Law – Innovation – Regulation: The Desperate Try to Reconcile Them
by Zoltán Dankó
Future-Proof Organization Practitioner -- Human leadership fuels high performance. If you have open mind, I help add open culture to leverage open-source - Change is risk: doing the same leads nowhere. Let's move on!
Management ranks in companies and board members talk about innovation a lot; politicians are even louder. They are not lazy to establish innovation teams or departments tasked with the impossible. Colleagues in these teams should figure out how to change the company into an innovation engine to be proud of.
The noble colleagues do their best to accomplish what they set out to do.
Confronting the organization has consequences. The smart ones realize that they don’t have a chance to succeed and leave. The rest of the colleagues will soon be converted into a PR organization. Loud communication around, but what results did they achieve?
There are onlookers who suggest that the entire company should participate in the innovation. These individuals did not face the corporate culture or had no clue about the workings of the human mind either.
The real problem lies somewhere else.
A society can’t work without laws. Since there is no known way to align interests and intents in our human culture, and individuals should not decide based on their interests and intents, humans need laws to be imposed on everyone in society. Otherwise, there is a high chance we will kill each other soon.

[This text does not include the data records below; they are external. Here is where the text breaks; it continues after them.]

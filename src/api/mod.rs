//! Chronoquery REST API
//!
//! HTTP surface the host talks to, built with Axum.
//!
//! # Endpoints
//!
//! ## Query
//! - `POST /api/v1/query` - Run a batch of queries, results keyed by ref id
//!
//! ## Health
//! - `GET /health/live` - Liveness probe
//! - `GET /health` - Backend check (`SHOW DATABASES`)
//!
//! # Example
//!
//! ```rust,ignore
//! use chronoquery::api::{serve, ApiConfig, AppState};
//! use chronoquery::client::{BackendClient, BackendSettings};
//! use chronoquery::query::QueryExecutor;
//! use std::sync::Arc;
//!
//! #[tokio::main]
//! async fn main() -> Result<(), Box<dyn std::error::Error>> {
//!     let client = Arc::new(BackendClient::new()?);
//!     let executor = Arc::new(QueryExecutor::new(client));
//!     let settings = BackendSettings::new("http://localhost:8000", "token");
//!     let config = ApiConfig::default();
//!
//!     serve(AppState::new(executor, settings, config.clone()), &config).await?;
//!     Ok(())
//! }
//! ```

pub mod dto;
pub mod error;
pub mod routes;
pub mod state;

pub use error::{ApiError, ApiResult};
pub use state::{ApiConfig, AppState};

use axum::{
    extract::DefaultBodyLimit,
    routing::{get, post},
    Router,
};
use std::sync::Arc;
use tower_http::trace::TraceLayer;

/// Build the API router with all routes and middleware
pub fn build_router(state: AppState) -> Router {
    let body_limit = state.config.max_body_size;

    let api_routes = Router::new()
        .route("/query", post(routes::query::execute_query))
        .layer(DefaultBodyLimit::max(body_limit));

    let health_routes = Router::new()
        .route("/live", get(routes::health::liveness))
        .route("/", get(routes::health::backend_health));

    Router::new()
        .nest("/api/v1", api_routes)
        .nest("/health", health_routes)
        .layer(TraceLayer::new_for_http())
        .with_state(Arc::new(state))
}

/// Start the API server
pub async fn serve(state: AppState, config: &ApiConfig) -> Result<(), ApiError> {
    let router = build_router(state);

    let addr = config.addr();
    let listener = tokio::net::TcpListener::bind(&addr).await?;

    tracing::info!("Chronoquery API listening on {}", addr);

    axum::serve(listener, router)
        .with_graceful_shutdown(shutdown_signal())
        .await
        .map_err(|e| ApiError::Internal(format!("Server error: {}", e)))?;

    tracing::info!("Chronoquery API shut down gracefully");
    Ok(())
}

/// Wait for shutdown signal
async fn shutdown_signal() {
    let ctrl_c = async {
        if let Err(e) = tokio::signal::ctrl_c().await {
            tracing::error!(error = %e, "Failed to install Ctrl+C handler");
            std::future::pending::<()>().await;
        }
    };

    #[cfg(unix)]
    let terminate = async {
        match tokio::signal::unix::signal(tokio::signal::unix::SignalKind::terminate()) {
            Ok(mut signal) => {
                signal.recv().await;
            }
            Err(e) => {
                tracing::error!(error = %e, "Failed to install SIGTERM handler");
                std::future::pending::<()>().await;
            }
        }
    };

    #[cfg(not(unix))]
    let terminate = std::future::pending::<()>();

    tokio::select! {
        _ = ctrl_c => {},
        _ = terminate => {},
    }

    tracing::info!("Shutdown signal received, starting graceful shutdown");
}

#[cfg(test)]
mod tests {
    use super::*;
    use crate::client::{BackendSettings, ClientError, ClientResult, QueryBackend};
    use crate::frame::{Column, ColumnData, Frame};
    use crate::query::QueryExecutor;
    use async_trait::async_trait;
    use axum::{
        body::Body,
        http::{Request, StatusCode},
    };
    use tokio_util::sync::CancellationToken;
    use tower::util::ServiceExt;

    /// Answers every statement with one row, or fails statements naming `broken`
    struct StubBackend;

    #[async_trait]
    impl QueryBackend for StubBackend {
        async fn execute(
            &self,
            _settings: &BackendSettings,
            sql: &str,
            _cancel: &CancellationToken,
        ) -> ClientResult<Frame> {
            if sql.contains("broken") {
                return Err(ClientError::Backend {
                    status: 400,
                    message: "Table not found: broken".to_string(),
                });
            }
            Ok(Frame::with_columns(
                "",
                vec![
                    Column::from_data("time", ColumnData::Timestamp(vec![Some(1_771_408_800_000)])),
                    Column::from_data("value", ColumnData::Float64(vec![Some(0.5)])),
                ],
            ))
        }
    }

    struct DownBackend;

    #[async_trait]
    impl QueryBackend for DownBackend {
        async fn execute(
            &self,
            _settings: &BackendSettings,
            _sql: &str,
            _cancel: &CancellationToken,
        ) -> ClientResult<Frame> {
            Err(ClientError::EmptyBackendError { status: 502 })
        }
    }

    fn create_test_app(backend: Arc<dyn QueryBackend>) -> Router {
        let executor = Arc::new(QueryExecutor::new(backend));
        let settings = BackendSettings::new("http://localhost:8000", "key");
        build_router(AppState::new(executor, settings, ApiConfig::default()))
    }

    async fn body_json(response: axum::response::Response) -> serde_json::Value {
        let bytes = axum::body::to_bytes(response.into_body(), usize::MAX)
            .await
            .unwrap();
        serde_json::from_slice(&bytes).unwrap()
    }

    fn post_query(body: &str) -> Request<Body> {
        Request::builder()
            .method("POST")
            .uri("/api/v1/query")
            .header("Content-Type", "application/json")
            .body(Body::from(body.to_string()))
            .unwrap()
    }

    #[tokio::test]
    async fn test_health_live() {
        let app = create_test_app(Arc::new(StubBackend));

        let response = app
            .oneshot(Request::builder().uri("/health/live").body(Body::empty()).unwrap())
            .await
            .unwrap();

        assert_eq!(response.status(), StatusCode::OK);
    }

    #[tokio::test]
    async fn test_backend_health() {
        let app = create_test_app(Arc::new(StubBackend));
        let response = app
            .oneshot(Request::builder().uri("/health").body(Body::empty()).unwrap())
            .await
            .unwrap();
        assert_eq!(response.status(), StatusCode::OK);
        let body = body_json(response).await;
        assert_eq!(body["status"], "ok");
        assert_eq!(body["message"], "Backend datasource is working");

        let app = create_test_app(Arc::new(DownBackend));
        let response = app
            .oneshot(Request::builder().uri("/health").body(Body::empty()).unwrap())
            .await
            .unwrap();
        assert_eq!(response.status(), StatusCode::SERVICE_UNAVAILABLE);
        let body = body_json(response).await;
        assert_eq!(body["status"], "error");
        assert_eq!(
            body["message"],
            "Failed to connect to backend: Backend returned HTTP 502 with no error message"
        );
    }

    #[tokio::test]
    async fn test_query_batch() {
        let app = create_test_app(Arc::new(StubBackend));

        let response = app
            .oneshot(post_query(
                r#"{
                    "range": {"from": "2026-02-18T09:00:00Z", "to": "2026-02-18T10:00:00Z"},
                    "queries": [
                        {"refId": "A", "sql": "SELECT time, value FROM cpu WHERE $__timeFilter(time)"},
                        {"refId": "B", "sql": "SELECT * FROM broken", "format": "table"}
                    ]
                }"#,
            ))
            .await
            .unwrap();

        assert_eq!(response.status(), StatusCode::OK);
        let body = body_json(response).await;

        let a = &body["results"]["A"];
        assert!(a.get("error").is_none());
        assert_eq!(a["frames"][0]["ref_id"], "A");
        assert_eq!(a["frames"][0]["meta"]["format"], "time-series-wide");

        let b = &body["results"]["B"];
        assert_eq!(b["frames"].as_array().unwrap().len(), 0);
        assert_eq!(b["error"], "Backend error (HTTP 400): Table not found: broken");
    }

    #[tokio::test]
    async fn test_query_invalid_range() {
        let app = create_test_app(Arc::new(StubBackend));

        let response = app
            .oneshot(post_query(
                r#"{"range": {"from": "now", "to": "now-1h"}, "queries": [{"refId": "A", "sql": "SELECT 1"}]}"#,
            ))
            .await
            .unwrap();

        assert_eq!(response.status(), StatusCode::BAD_REQUEST);
        let body = body_json(response).await;
        assert_eq!(body["error"]["code"], "VALIDATION_ERROR");
    }

    #[tokio::test]
    async fn test_query_empty_batch() {
        let app = create_test_app(Arc::new(StubBackend));

        let response = app
            .oneshot(post_query(
                r#"{"range": {"from": "now-1h", "to": "now"}, "queries": []}"#,
            ))
            .await
            .unwrap();

        assert_eq!(response.status(), StatusCode::BAD_REQUEST);
    }

    #[tokio::test]
    async fn test_query_invalid_json() {
        let app = create_test_app(Arc::new(StubBackend));

        let response = app.oneshot(post_query("not json")).await.unwrap();

        assert_eq!(response.status(), StatusCode::BAD_REQUEST);
    }
}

A company is usually organized on the same principles, except an ever-increasing profit should also be produced. The more people work in the organization, the more rules must be created to regulate all the imaginable processes and happenings.
If we take the time to sum up, the number of laws (and other mandatory state rules) and the corporate regulations, we end up at a number above ten thousand. Well, it is said that you are a good citizen if you don’t breach the rules but follow them. At best, we can remember a few dozen of them. (I suppose here that every individual can interpret them correctly and accurately since legal professionals write these rules.) If I can’t remember, I will act best as I guess it right. If I made a wrong decision, I would be punished.
It is a heretic question to ask whether these rules and laws are consistent with each other. Aren’t there any contradictions between rulings? Since there has not been an attempt to scrutinize them properly, there is a chance they are inconsistent, not clearly formulated, and do not lack contradictions. Lawyers help us maneuver on these chaotic seas. They are our sailors.
So, let us imagine an eager individual who has found an issue to fix it with an innovative idea. This is the start line for an inconvenient Canossa walk for our poor minds. People come across to inform or threaten our innovator why acting like that is not right. They immediately tell how many rules will be breached if this activity continues. Some innovative minds stop here and conclude that it is not worth the effort. Others spend more time figuring out which way to fix the issue according to the rules. Many gees beat pigs.
In conclusion, there are two ways to innovate:
First, you breach the rules and don’t care; you hope for the best that you succeed faster than you will be killed. It is a matter of time.
Second, you make an inventory of all rules – state, corporate, and societal rules together –and you analyze them with the help of AI (If you hate and are afraid of AI, then make a small calculation for how much time it would require for a few thousand lawyers to accomplish the same task.). Trash all of them that are outdated or fix the contradictions. However, be aware that there are many supporters of the legacy who will fight against any change. They are not enemies of progress or evil, they simply follow the autopilot workings of their minds. Or they are inevitably interested (money and power) in preserving the status quo because it is good for them.
It is good news; we have the technology to accomplish this. We can use the first option until the cleaning up is finished.
Finally, at this point, it is fallible to discuss privacy and ethical topics since they cannot be free from the malleable intervention of the rules around them. We can discuss theories and ideals of how it should be. Conversely, many things could be relieved again if superfluous rules could be trashed at once. Imagine society and the company in the new light: only rules that support us and our living exist. We need to wait for a while until the dawn of AI when malevolent individuals cannot corrupt the system according to their interests and desire for power. You decide you want to live in the old way because you think you know the rules, or let us try a change for the better.